Wanting to play around with a dual frequency GPS receiver, I had bought an old Trimble 4000SSi receiver made in 1996, and it suffered from the WNRO problem. After some effort spent reverse engineering the Motorola MC68332 firmware, I found where the 1999 WNRO fix had been applied. The fix was incredibly simple: 1024 was added to the week number after it had been received from a satellite. They wrote robust date parsing code that could handle week number values greater than 1023. To compensate for the 2019 rollover, I changed the 1024 (0x400) to 2048 (0x800). After figuring out how to re-checksum the firmware and upload it back to the receiver, I had a working 2 channel survey grade receiver.

Then I got curious. I bought an older receiver, a Trimble 4000ST from 1989. This receiver had a similar archicture to the SSi, but was based on the MC68000 and used different firmware. Now knowing what to look for, I quickly found some form of an ADD with an immediate value of 0x400. I changed it to 0x800, and the receiver was fixed.

Encouraged by my success, I went on a quest to find the oldest Trimble receiver I could lay my hands on. I ended up with a Trimble 4000SX from 1986. This thing is a rack mounted monstrosity with a beautiful brushed aluminum finish, but notoriously non-portable for its land surveyor users. I thought it would be easy. An older receiver would have simpler firmware, right?

When it arrived, I excitedly opened the case, extracted the 6 EPROMs and dumped them. To make my job even easier, the base address of each EPROM was silk-screened right there on the PCB. No guesswork needed! I was so excited. I merged the dumps into a single file and loaded it up in Ghidra... where I quickly discovered that the majority of the code in the EPROMs was not valid 68k machine code. In the lowest-address pair of EPROMs I found some valid code, but it clearly wasn't enough for a whole GPS receiver. I found strings in the other ROMs, but I couldn't find any code pointing to the strings.

So I set to work reverse engineering what I could, and soon learned that the majority of the functionality of the receiver has been implemented in a stack based virtual machine. It's similar to many UCSD P-code systems; the lower numbered op-codes are all different forms of immediate loads, followed by basic arithmetic and logic instructions, load/store, and flow control instructions. But none of the opcodes match anything I can find for an known P-code implementation. There is no copyright that identifies the origin of the virtual machine. I can't tell if Trimble used an off-the-shelf commercial Pascal implementation, or if this is some kind of Forth VM, or if Trimble rolled their own VM. I have reverse engineered the majority of the instruction set, and have even written a disassembler that successfully disassembles the entire program of the receiver. I'm still unclear on many of the load/store instructions, as the addressing mode used by the VM is complicated, but their structure is obvious, so the disassembler can disassemble them as known unknowns.
So, if you're still here after reading all of that: what off-the-shelf virtual machine could this receiver have been running? If it was an off-the-shelf solution, who were the players in the market in the mid-80s? Trimble's GPS division was actually acquired from HP, and their later receivers show latent evidence of having been developed using a HP64000 development system, so it wouldn't be a leap to imagine that their earlier receivers used similar tooling. I can't find any clues of a P-code based language coming out of HP, though.
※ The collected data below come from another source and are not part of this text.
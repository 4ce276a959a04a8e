//! Shared sizing rules for the hash containers.
//!
//! All tables in this crate are backed by power-of-two buffers so that slot
//! selection is a mask instead of a modulo. The helpers here centralize the
//! three sizing decisions every container makes: the initial buffer length
//! for an expected element count, the next buffer length on growth, and the
//! assigned-count threshold at which growth is triggered.

use core::fmt;

use cfg_if::cfg_if;

/// Smallest buffer length ever allocated.
pub(crate) const MIN_CAPACITY: usize = 4;

/// Expected element count used when the caller does not provide one.
pub(crate) const DEFAULT_EXPECTED_ELEMENTS: usize = 8;

/// Largest supported buffer length. One slot must always stay empty, so a
/// table can never hold this many elements.
pub(crate) const MAX_HASH_ARRAY_LENGTH: usize = 1 << (usize::BITS - 2);

cfg_if! {
    if #[cfg(feature = "load-factor-ninety")] {
        pub(crate) const DEFAULT_LOAD_FACTOR: f32 = 0.90;
    } else {
        pub(crate) const DEFAULT_LOAD_FACTOR: f32 = 0.75;
    }
}

/// Buffer length for holding `elements` entries without growing, given the
/// load factor.
///
/// The result is bumped by one slot before rounding when the load factor
/// would make the buffer exactly full; together with [`expand_at_count`]
/// this guarantees that a table constructed for `n` expected elements never
/// reallocates during its first `n` inserts, even at a load factor of 1.0.
pub(crate) fn min_buffer_size(elements: usize, load_factor: f32) -> usize {
    debug_assert!(load_factor > 0.0 && load_factor <= 1.0);

    let mut length = (elements as f64 / load_factor as f64).ceil() as usize;
    if length == elements {
        length += 1;
    }
    length = length.max(MIN_CAPACITY).next_power_of_two();

    assert!(
        length <= MAX_HASH_ARRAY_LENGTH,
        "maximum buffer length exceeded: {} elements at load factor {}",
        elements,
        load_factor,
    );
    length
}

/// Buffer length after growing from `current`.
pub(crate) fn next_buffer_size(current: usize) -> usize {
    debug_assert!(current.is_power_of_two());
    assert!(
        current < MAX_HASH_ARRAY_LENGTH,
        "maximum buffer length exceeded: cannot grow past {} slots",
        current,
    );
    current << 1
}

/// Assigned-count threshold at which a buffer of length `capacity` grows.
///
/// Capped at `capacity - 1` so at least one slot is always empty; probe
/// loops rely on that empty slot to terminate.
pub(crate) fn expand_at_count(capacity: usize, load_factor: f32) -> usize {
    debug_assert!(capacity.is_power_of_two());
    ((capacity as f32 * load_factor) as usize).clamp(1, capacity - 1)
}

/// Error returned by the fallible reservation paths when the allocator
/// cannot provide the requested buffers.
///
/// The failing operation leaves the container in its pre-call state: new
/// buffers are allocated before any existing state is touched.
#[derive(Debug, Clone, Copy, PartialEq, Eq)]
pub struct BufferAllocationError {
    from: usize,
    to: usize,
}

impl BufferAllocationError {
    pub(crate) fn new(from: usize, to: usize) -> Self {
        Self { from, to }
    }

    /// Buffer length (in slots) at the time of the failed request.
    pub fn from_capacity(&self) -> usize {
        self.from
    }

    /// Buffer length (in slots) that could not be allocated.
    pub fn to_capacity(&self) -> usize {
        self.to
    }
}

impl fmt::Display for BufferAllocationError {
    fn fmt(&self, f: &mut fmt::Formatter<'_>) -> fmt::Result {
        write!(
            f,
            "not enough memory to allocate buffers to grow from {} -> {} slots",
            self.from, self.to
        )
    }
}

impl core::error::Error for BufferAllocationError {}
use core::hash::BuildHasher;
use core::hint::black_box;

use criterion::Criterion;
use criterion::Throughput;
use criterion::criterion_group;
use criterion::criterion_main;
use rand::Rng;
use rand::SeedableRng;
use rand::rngs::StdRng;
use robin_hash::HashMap;
use robin_hash::RobinMap;
use siphasher::sip::SipHasher;

#[derive(Clone, Default)]
struct SipBuilder;

impl BuildHasher for SipBuilder {
    type Hasher = SipHasher;

    fn build_hasher(&self) -> Self::Hasher {
        SipHasher::new_with_keys(0x5155_3044, 0x1BAD_B002)
    }
}

const SIZES: &[usize] = &[
    ((1 << 10) as f32 * 0.87) as usize,
    ((1 << 15) as f32 * 0.87) as usize,
    ((1 << 19) as f32 * 0.87) as usize,
];

fn keys_for(size: usize) -> Vec<u64> {
    let mut rng = StdRng::seed_from_u64(size as u64);
    let mut keys = Vec::with_capacity(size);
    while keys.len() < size {
        let key: u64 = rng.random();
        if key != 0 {
            keys.push(key);
        }
    }
    keys
}

fn bench_insert(c: &mut Criterion) {
    let mut group = c.benchmark_group("insert");

    for &size in SIZES {
        let keys = keys_for(size);
        group.throughput(Throughput::Elements(size as u64));

        group.bench_function(format!("robin_hash_sentinel/{}", size), |b| {
            b.iter(|| {
                let mut map: HashMap<u64, u64> = HashMap::new();
                for &key in &keys {
                    map.insert(key, key);
                }
                black_box(map)
            })
        });

        group.bench_function(format!("robin_hash_sentinel_preallocated/{}", size), |b| {
            b.iter(|| {
                let mut map: HashMap<u64, u64> = HashMap::with_capacity(size);
                for &key in &keys {
                    map.insert(key, key);
                }
                black_box(map)
            })
        });

        group.bench_function(format!("robin_hash_robin/{}", size), |b| {
            b.iter(|| {
                let mut map: RobinMap<u64, u64, SipBuilder> = RobinMap::new();
                for &key in &keys {
                    map.insert(key, key);
                }
                black_box(map)
            })
        });

        group.bench_function(format!("hashbrown/{}", size), |b| {
            b.iter(|| {
                let mut map: hashbrown::HashMap<u64, u64, SipBuilder> =
                    hashbrown::HashMap::with_hasher(SipBuilder);
                for &key in &keys {
                    map.insert(key, key);
                }
                black_box(map)
            })
        });
    }

    group.finish();
}

fn bench_lookup_hit(c: &mut Criterion) {
    let mut group = c.benchmark_group("lookup_hit");

    for &size in SIZES {
        let keys = keys_for(size);
        group.throughput(Throughput::Elements(size as u64));

        let mut sentinel: HashMap<u64, u64> = HashMap::with_capacity(size);
        let mut robin: RobinMap<u64, u64, SipBuilder> = RobinMap::with_capacity(size);
        let mut brown: hashbrown::HashMap<u64, u64, SipBuilder> =
            hashbrown::HashMap::with_capacity_and_hasher(size, SipBuilder);
        for &key in &keys {
            sentinel.insert(key, key);
            robin.insert(key, key);
            brown.insert(key, key);
        }

        group.bench_function(format!("robin_hash_sentinel/{}", size), |b| {
            b.iter(|| {
                let mut hits = 0u64;
                for &key in &keys {
                    if sentinel.contains_key(black_box(key)) {
                        hits += 1;
                    }
                }
                black_box(hits)
            })
        });

        group.bench_function(format!("robin_hash_robin/{}", size), |b| {
            b.iter(|| {
                let mut hits = 0u64;
                for key in &keys {
                    if robin.contains_key(black_box(key)) {
                        hits += 1;
                    }
                }
                black_box(hits)
            })
        });

        group.bench_function(format!("hashbrown/{}", size), |b| {
            b.iter(|| {
                let mut hits = 0u64;
                for key in &keys {
                    if brown.contains_key(black_box(key)) {
                        hits += 1;
                    }
                }
                black_box(hits)
            })
        });
    }

    group.finish();
}

fn bench_lookup_miss(c: &mut Criterion) {
    let mut group = c.benchmark_group("lookup_miss");

    for &size in SIZES {
        let keys = keys_for(size);
        let missing: Vec<u64> = keys.iter().map(|k| k.wrapping_add(1) | 1).collect();
        group.throughput(Throughput::Elements(size as u64));

        let mut sentinel: HashMap<u64, u64> = HashMap::with_capacity(size);
        let mut robin: RobinMap<u64, u64, SipBuilder> = RobinMap::with_capacity(size);
        for &key in &keys {
            sentinel.insert(key, key);
            robin.insert(key, key);
        }

        group.bench_function(format!("robin_hash_sentinel/{}", size), |b| {
            b.iter(|| {
                let mut hits = 0u64;
                for &key in &missing {
                    if sentinel.contains_key(black_box(key)) {
                        hits += 1;
                    }
                }
                black_box(hits)
            })
        });

        group.bench_function(format!("robin_hash_robin/{}", size), |b| {
            b.iter(|| {
                let mut hits = 0u64;
                for key in &missing {
                    if robin.contains_key(black_box(key)) {
                        hits += 1;
                    }
                }
                black_box(hits)
            })
        });
    }

    group.finish();
}

fn bench_insert_remove_churn(c: &mut Criterion) {
    let mut group = c.benchmark_group("churn");

    for &size in SIZES {
        let keys = keys_for(size);
        group.throughput(Throughput::Elements(size as u64));

        group.bench_function(format!("robin_hash_sentinel/{}", size), |b| {
            let mut map: HashMap<u64, u64> = HashMap::with_capacity(size);
            for &key in &keys {
                map.insert(key, key);
            }
            b.iter(|| {
                for &key in &keys {
                    map.remove(key);
                    map.insert(key, key);
                }
                black_box(map.len())
            })
        });

        group.bench_function(format!("robin_hash_robin/{}", size), |b| {
            let mut map: RobinMap<u64, u64, SipBuilder> = RobinMap::with_capacity(size);
            for &key in &keys {
                map.insert(key, key);
            }
            b.iter(|| {
                for key in &keys {
                    map.remove(key);
                    map.insert(*key, *key);
                }
                black_box(map.len())
            })
        });
    }

    group.finish();
}

criterion_group!(
    benches,
    bench_insert,
    bench_lookup_hit,
    bench_lookup_miss,
    bench_insert_remove_churn
);
criterion_main!(benches);
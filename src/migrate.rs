use std::sync::Arc;
use thiserror::Error;
use tracing::info;

use crate::catalog::{SourceCatalog, TargetConnector};
use crate::headers::{normalize, HeaderError};
use crate::matcher::match_all;
use crate::observer::{MigrationObserver, TracingObserver};
use crate::spotify::SpotifyError;
use crate::types::{MigrationReport, Privacy};
use crate::ytmusic::YtMusicError;

#[derive(Debug, Error)]
pub enum SetupError {
    #[error(transparent)]
    Headers(#[from] HeaderError),

    #[error(transparent)]
    Session(#[from] YtMusicError),
}

#[derive(Debug, Error)]
pub enum MigrationError {
    #[error("Failed to setup YouTube Music API: {0}")]
    Setup(#[source] SetupError),

    #[error(transparent)]
    Source(#[from] SpotifyError),

    #[error("No songs found on YouTube Music")]
    NoMatches,

    #[error(transparent)]
    Target(#[from] YtMusicError),
}

/// Runs one playlist migration from start to finish.
///
/// Every call gets its own target session; nothing is shared between calls
/// except the source client.
pub struct Migrator {
    source: Arc<dyn SourceCatalog>,
    target: Arc<dyn TargetConnector>,
    observer: Arc<dyn MigrationObserver>,
    market: String,
}

impl Migrator {
    pub fn new(
        source: Arc<dyn SourceCatalog>,
        target: Arc<dyn TargetConnector>,
        market: impl Into<String>,
    ) -> Self {
        Self {
            source,
            target,
            observer: Arc::new(TracingObserver),
            market: market.into(),
        }
    }

    pub fn with_observer(mut self, observer: Arc<dyn MigrationObserver>) -> Self {
        self.observer = observer;
        self
    }

    pub async fn migrate(
        &self,
        playlist_ref: &str,
        raw_credentials: &str,
    ) -> Result<MigrationReport, MigrationError> {
        let headers = normalize(raw_credentials)
            .map_err(|e| MigrationError::Setup(SetupError::from(e)))?;
        let session = self
            .target
            .connect(&headers)
            .map_err(|e| MigrationError::Setup(SetupError::from(e)))?;

        let tracks = self.source.fetch_tracks(playlist_ref, &self.market).await?;
        let name = self.source.fetch_playlist_name(playlist_ref).await?;
        self.observer.tracks_fetched(&name, tracks.len());

        let (video_ids, report) =
            match_all(session.as_ref(), &tracks, self.observer.as_ref()).await?;

        info!(
            "Creating YouTube Music playlist: {} with {} songs",
            name,
            video_ids.len()
        );
        let playlist_id = session
            .create_playlist(&name, "", Privacy::Private, &video_ids)
            .await?;
        self.observer.playlist_created(&playlist_id, &report);

        Ok(report)
    }
}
Here's my documentation of the opcodes that I've revere engineered so far: http://beefchicken.com/gps/trimble/4000/sxdeepdive/virtualmachine

I'm fairly confident that I even know who wrote this code. Javad Ashjaee, past employee of Trimble and founder of Javad GNSS, self-described himself as the guy that wrote the code for Trimble's earliest receiver. Unfortunately he passed away in 2020. I would have loved to have discussed this with him!

Anyway, brain dump complete. Any ideas?